2022年2月7日、フランスのマクロン大統領がロシアを訪問した。数日後ウクライナはミンスク合意実施を拒否した。プーチンは「西側社会はウクライナにミンスク協定を実施させる気はなかった」と指摘している。少なくとも、ウクライナ側が「ミンスク協定」に違反したにも拘わらず、西側社会はウクライナに圧力を掛けることはなかった。

 ウクライナが「ミンスク合意」に違反したことを、西側はよく知っているし、ウクライナはドンバス地域でドローンを使用して空中攻撃をしたことも、西側はよく知っている。しかし、ウクライナを牽制したことはなかった。

 2022年2月15日、ロシア議会が二つの共和国の独立の承認を求めたが、プーチンはこれを拒否した。
 2月17日、バイデン米大統領はロシアが数日中にウクライナを攻撃をすると発表たが、彼はどうしてこれを知ったかは謎である。
 16日のOSCEのオブザーバー日報が示すように、ここでウクライナ軍のドンバス地域住民への砲撃が急激に増加する。しかし、メディア、EU、NATOなど、西側諸国はこの事態に何の対応も介入もしなかった。のちに彼らは都合が悪くなり、「これはロシアからの偽ニュース」などという。

 EUと一部の国は、ロシアが介入を引き起こすことを知って、ドンバスの虐殺についてはわざと沈黙を守っていた。この地域に居住するロシア語を話す人たちは、虐殺に直面していた。このような状況下で、プーチンはどうするか。放置するわけに行かず、軍を派遣して保護する。

 2月21日、プーチンはロシア議会の要請を受け入れて、ドンバスの共和国の独立を承認した。ウクライナ軍は砲撃を継続する。
 2月23日、二つの共和国はロシアに軍事援助を要請する。

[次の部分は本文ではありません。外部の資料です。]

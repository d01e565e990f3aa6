
//! This module defines the `SketchParams` struct, which encapsulates the parameters
//! required to build presence sketches: k-mer length, subsampling ratio, per-file read
//! cap, hash seeds, and the width of the fingerprint universe. Parameters are embedded
//! in every sketch file so that sketches built with different settings are rejected
//! when compared.

use anyhow::{bail, Result};
use serde::{Deserialize, Serialize};

use crate::hashing::HashSeeds;
use crate::sample_sketch::SampleSketcher;

pub const DEFAULT_K: u8 = 31;
pub const DEFAULT_RATIO: u64 = 32;
pub const DEFAULT_MAX_READS: u64 = 10_000_000;

/// Fingerprints span [0, 2^32). Part of the sketch file format.
pub const FINGERPRINT_BITS: u8 = 32;

#[derive(Clone, Debug, PartialEq, Serialize, Deserialize)]
pub struct SketchParams {
    kmer_length: u8,
    ratio: u64,
    max_reads: u64,
    seeds: HashSeeds,
    fingerprint_bits: u8,
}

impl Default for SketchParams {
    fn default() -> Self {
        SketchParams {
            kmer_length: DEFAULT_K,
            ratio: DEFAULT_RATIO,
            max_reads: DEFAULT_MAX_READS,
            seeds: HashSeeds::default(),
            fingerprint_bits: FINGERPRINT_BITS,
        }
    }
}

impl SketchParams {
    pub fn new(kmer_length: u8, ratio: u64, max_reads: u64, seeds: HashSeeds) -> Self {
        SketchParams {
            kmer_length,
            ratio,
            max_reads,
            seeds,
            fingerprint_bits: FINGERPRINT_BITS,
        }
    }

    pub fn with_kmer_length(mut self, kmer_length: u8) -> Self {
        self.kmer_length = kmer_length;
        self
    }

    pub fn with_ratio(mut self, ratio: u64) -> Self {
        self.ratio = ratio;
        self
    }

    pub fn with_max_reads(mut self, max_reads: u64) -> Self {
        self.max_reads = max_reads;
        self
    }

    /// Narrow the fingerprint universe. Sketches of different widths are incompatible.
    pub fn with_fingerprint_bits(mut self, fingerprint_bits: u8) -> Self {
        self.fingerprint_bits = fingerprint_bits;
        self
    }

    pub fn create_sketcher(&self, sample_name: &str) -> SampleSketcher {
        SampleSketcher::new(sample_name, self)
    }

    pub fn k(&self) -> u8 {
        self.kmer_length
    }

    pub fn ratio(&self) -> u64 {
        self.ratio
    }

    /// Maximum reads taken from each read file, 0 for no limit.
    pub fn max_reads(&self) -> u64 {
        self.max_reads
    }

    pub fn seeds(&self) -> HashSeeds {
        self.seeds
    }

    pub fn fingerprint_bits(&self) -> u8 {
        self.fingerprint_bits
    }

    /// Check that sketches built with these parameters can be compared.
    ///
    /// The read cap only bounds runtime and is not checked.
    pub fn check_compatibility(&self, other: &SketchParams) -> Result<()> {
        if self.k() != other.k() {
            bail!(
                "Sketch has k = {}, but other sketch has k = {}",
                self.k(),
                other.k()
            );
        }

        // Different ratios subsample different k-mer sets, so the presence of a
        // fingerprint would mean different things in the two sketches.
        if self.ratio() != other.ratio() {
            bail!(
                "Sketch has ratio = {}, but other sketch has ratio = {}",
                self.ratio(),
                other.ratio()
            );
        }

        if self.seeds() != other.seeds() {
            bail!(
                "Sketch has seeds = {:?}, but other sketch has seeds = {:?}",
                self.seeds(),
                other.seeds()
            );
        }

        if self.fingerprint_bits() != other.fingerprint_bits() {
            bail!(
                "Sketch has {}-bit fingerprints, but other sketch has {}-bit fingerprints",
                self.fingerprint_bits(),
                other.fingerprint_bits()
            );
        }

        Ok(())
    }
}

#[cfg(test)]
mod tests {
    use super::*;

    #[test]
    fn test_defaults() {
        let params = SketchParams::default();
        assert_eq!(params.k(), 31);
        assert_eq!(params.ratio(), 32);
        assert_eq!(params.max_reads(), 10_000_000);
        assert_eq!(params.seeds(), HashSeeds { subsample: 0, fingerprint: 1 });
        assert_eq!(params.fingerprint_bits(), 32);
    }

    #[test]
    fn test_compatibility() {
        let params = SketchParams::default();
        assert!(params.check_compatibility(&params.clone()).is_ok());
        assert!(params.check_compatibility(&params.clone().with_max_reads(5)).is_ok());

        assert!(params.check_compatibility(&params.clone().with_kmer_length(21)).is_err());
        assert!(params.check_compatibility(&params.clone().with_ratio(1)).is_err());
        assert!(params.check_compatibility(&params.clone().with_fingerprint_bits(24)).is_err());

        let seeds = HashSeeds { subsample: 0, fingerprint: 2 };
        let other = SketchParams::new(DEFAULT_K, DEFAULT_RATIO, DEFAULT_MAX_READS, seeds);
        assert!(params.check_compatibility(&other).is_err());
    }
}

翌日24日、ロシアは国連憲章第五一条に基づいて出兵した。ロシア・ウクライナ戦争は、ウクライナ軍が砲撃を開始した2月16日に開始されたのである。今言われている2月24日ではない。戦争開始は、ウクライナ側がドンバス地域を砲撃した2月16日である。しかしこのことは、世の中には知らされていない。メディアはわざとこの情報を隠した。

 ロシア系住民を虐殺したのは、ウクライナの正規軍ではなくて、マリウポリを守るのも傭兵だった。EUは「ミンスク協定」の実行を促したことはない。しかも、ウクライナ政府はドンバス地域で自国民を迫害していたときに、EUは何の反応もしなかった。ところが、ロシアが行動を起こしてから、急に激しくロシアを非難し始めた。EU諸国は自国民に「ロシアは侵略者だ」と言った。バイデンもロシアがジェノサイドを行っていると言った。

 2月27日、ウクライナはロシアと平和交渉をすると発表したが、その数時間後に、EUはウクライナに武器を提供する「4・5億ユーロの予算案」を承認・可決した。するとウクライナはもう交渉や協議を必要としなくなった。2014年以来、何故ドンバス地域住民が受けた迫害に対して、国際社会は如何なる反応も示していないのか。要するに、西側諸国が今回のウクライナ紛争を画策したということがよく分かる。